Hauptfigur in „Bankrott“ ist Brugnon, Sohn des Zuckerfabrikanten Brugnon, der sein Unternehmen in der Provinz zu einigem Erfolg geführt hat. Als der Patriarch überraschend stirbt, übernimmt der Sohn, dem Arbeit und Fleiß schon immer als das höchste Glück erschienen sind. Seine Maxime kann er nun als Inhaber und Chef bestmöglich umsetzen. Ein solcher Workaholic hat zum einen wenig Zeit für Müßiggang und Privatleben, weswegen Brugnon auch keine Familie hat. Zum anderen schätzt er den unbändigen Arbeitswillen auch bei anderen sehr hoch, da trifft es sich sehr gut, dass er in Simone eine Frau an seiner Seite hat, die als selbständige Buchhändlerin genau in sein Schema passt. Mit ihr geht er aus, sie amüsieren sich in Varietés, gehen essen und lassen die Abende meist sehr spät in einer Bar oder einem Tanzlokal ausklingen (obwohl sie beide nicht tanzen).

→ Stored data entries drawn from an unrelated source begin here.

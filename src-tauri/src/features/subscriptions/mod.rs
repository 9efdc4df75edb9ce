/// サブスクリプション機能モジュール
///
/// このモジュールは、サブスクリプション一覧に関連するすべての機能を提供します：
/// - Appwriteドキュメントからのサブスクリプション変換
/// - 一覧の取得と、単一書き込みでの差し替え
/// - 画面向けのコマンドと変更イベント
pub mod commands;
pub mod events;
pub mod models;
pub mod source;
pub mod store;

mod integration_tests;

// 公開インターフェース
pub use commands::{
    get_status_message, get_subscriptions, open_subscription_site, refresh_subscriptions,
};

pub use events::{TauriStoreObserver, STATUS_CHANGED_EVENT, SUBSCRIPTIONS_UPDATED_EVENT};

pub use models::{Subscription, SubscriptionView};

pub use source::{AppwriteSubscriptionSource, SettingsSource, SubscriptionSource};

pub use store::{StoreObserver, SubscriptionStore};
//! Labeled numeric series handed to whatever renders or persists charts.

use std::sync::Mutex;

use async_trait::async_trait;
use serde::{Deserialize, Serialize};
use thiserror::Error;

#[derive(Clone, Copy, Debug, PartialEq, Eq, Hash, Serialize, Deserialize)]
#[serde(rename_all = "snake_case")]
pub enum ChartKind {
    GenreSales,
    GenreRanks,
    RatingSales,
    SalesMonths,
    GenreHighLowComparison,
    MonthHighLowComparison,
    SeriesSalesComparisons,
    RatingSalesComparison,
}

impl ChartKind {
    pub const LANDING: [ChartKind; 4] =
        [Self::GenreSales, Self::GenreRanks, Self::RatingSales, Self::SalesMonths];

    /// Artifact name, used as the persisted file stem.
    pub fn artifact_name(self) -> &'static str {
        match self {
            Self::GenreSales => "genre_sales",
            Self::GenreRanks => "genre_ranks",
            Self::RatingSales => "rating_sales",
            Self::SalesMonths => "sales_months",
            Self::GenreHighLowComparison => "genre_high_low_comparison",
            Self::MonthHighLowComparison => "month_high_low_comparison",
            Self::SeriesSalesComparisons => "series_sales_comparisons",
            Self::RatingSalesComparison => "rating_sales_comparison",
        }
    }
}

#[derive(Clone, Debug, PartialEq, Serialize, Deserialize)]
pub struct ChartPoint {
    pub label: String,
    pub value: f64,
}

impl ChartPoint {
    pub fn new(label: impl Into<String>, value: f64) -> Self {
        Self { label: label.into(), value }
    }
}

#[derive(Clone, Debug, PartialEq, Serialize, Deserialize)]
pub struct ChartSeries {
    pub kind: ChartKind,
    pub title: String,
    pub points: Vec<ChartPoint>,
}

impl ChartSeries {
    pub fn new(kind: ChartKind, title: impl Into<String>, points: Vec<ChartPoint>) -> Self {
        Self { kind, title: title.into(), points }
    }

    pub fn value_of(&self, label: &str) -> Option<f64> {
        self.points.iter().find(|point| point.label == label).map(|point| point.value)
    }
}

#[derive(Debug, Error)]
pub enum ChartError {
    #[error("could not persist chart `{name}`: {source}")]
    Io { name: &'static str, source: std::io::Error },
    #[error("could not encode chart `{name}`: {message}")]
    Encode { name: &'static str, message: String },
}

/// Receives finished series. Implementations decide format and storage.
#[async_trait]
pub trait ChartSink: Send + Sync {
    async fn publish(&self, series: &ChartSeries) -> Result<(), ChartError>;

    async fn publish_all(&self, series: &[ChartSeries]) -> Result<(), ChartError> {
        for chart in series {
            self.publish(chart).await?;
        }
        Ok(())
    }
}

/// Keeps the latest series per kind in memory.
#[derive(Debug, Default)]
pub struct MemoryChartSink {
    published: Mutex<Vec<ChartSeries>>,
}

impl MemoryChartSink {
    pub fn latest(&self, kind: ChartKind) -> Option<ChartSeries> {
        let published = self.published.lock().unwrap_or_else(|poisoned| poisoned.into_inner());
        published.iter().rev().find(|series| series.kind == kind).cloned()
    }

    pub fn publish_count(&self) -> usize {
        self.published.lock().map(|published| published.len()).unwrap_or_default()
    }
}

#[async_trait]
impl ChartSink for MemoryChartSink {
    async fn publish(&self, series: &ChartSeries) -> Result<(), ChartError> {
        let mut published = self.published.lock().unwrap_or_else(|poisoned| poisoned.into_inner());
        published.push(series.clone());
        Ok(())
    }
}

Doch Simone und Brugnon leben in getrennten Wohnungen, sie sind ein Liebespaar, das jedoch nicht das Bett teilt, Grund für ihn, seine Bedürfnisse immer mal wieder andernorts zu befriedigen. So könnte dieses Leben, das geprägt ist von viel Arbeit, geschäftlichem Erfolg und unbeschwertem Großstadtamüsement immer weitergehen. Tut es aber nicht, denn Brugnon sieht sich immer häufiger persönlichen und geschäftsschädigenden Attacken eines Zeitungskolumnisten ausgesetzt. Er wird jähzornig bei der Arbeit, schläft meist schlecht, was zur Folge hat, dass er seine nächtlichen Streifzüge – immer öfter nun mit seinem Sekretär Poussain – mehr und mehr ausdehnt, oft erst im Morgengrauen nach Hause kommt und dadurch labiler und reizbarer wird.

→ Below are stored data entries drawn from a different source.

//! Human-readable money figures.

const MILLION: f64 = 1_000_000.0;
const BILLION: f64 = 1_000_000_000.0;

/// Two decimal places, rounding the exact binary value with ties to even.
///
/// Formatting rounds the exact value of the float, so `2.675` (stored just below) becomes
/// `2.67` and the exact tie `1.125` becomes `1.12`.
pub fn round2(value: f64) -> f64 {
    format!("{value:.2}").parse().unwrap_or(value)
}

pub fn round_number_millions(number: f64) -> f64 {
    round2(number / MILLION)
}

pub fn round_number_billions(number: f64) -> f64 {
    round2(number / BILLION)
}

/// `X Billion` from one billion upward, `X Million` below it.
pub fn round_number_as_string(number: f64) -> String {
    if number >= BILLION {
        format!("{} Billion", decimal_text(round_number_billions(number)))
    } else {
        format!("{} Million", decimal_text(round_number_millions(number)))
    }
}

/// Shortest decimal text that keeps at least one fractional digit: `1.0`, `2.5`, `3.14`.
pub fn decimal_text(value: f64) -> String {
    if value.fract() == 0.0 && value.is_finite() {
        format!("{value:.1}")
    } else {
        value.to_string()
    }
}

Und dann taucht Florence auf, eine neue Stenotypistin, die schon bald bei vielen Besprechungen als Sekretärin dabei ist (zum Leidwesen ihrer Kolleginnen, denen diese Gunst verwehrt bleibt). Dabei bleibt es jedoch nicht: Wegen Florence vernachlässigt er Simone und bald ist Brugnon ein von seinen Gefühlen und seinem inneren Chaos völlig verwirrter, beinahe willenloser Mann, ein Schatten seiner selbst, unfähig, klar zu denken und zu handeln. Sein gesamtes Umfeld leidet darunter, das Unternehmen kommt ins Schlingern, weil der Chef falsch oder gar nicht mehr entscheidet und verantwortungsbewusste Mitarbeiter abkanzelt. Es kommt zum Zusammenbruch, zur überstürzten Flucht mit Simone, die ihm Stütze und Hilfe ist, zur kurzzeitigen Besinnung aufgrund von Ruhe und Distanz. Doch kaum zurück in Paris, holen ihn alle Probleme wieder ein.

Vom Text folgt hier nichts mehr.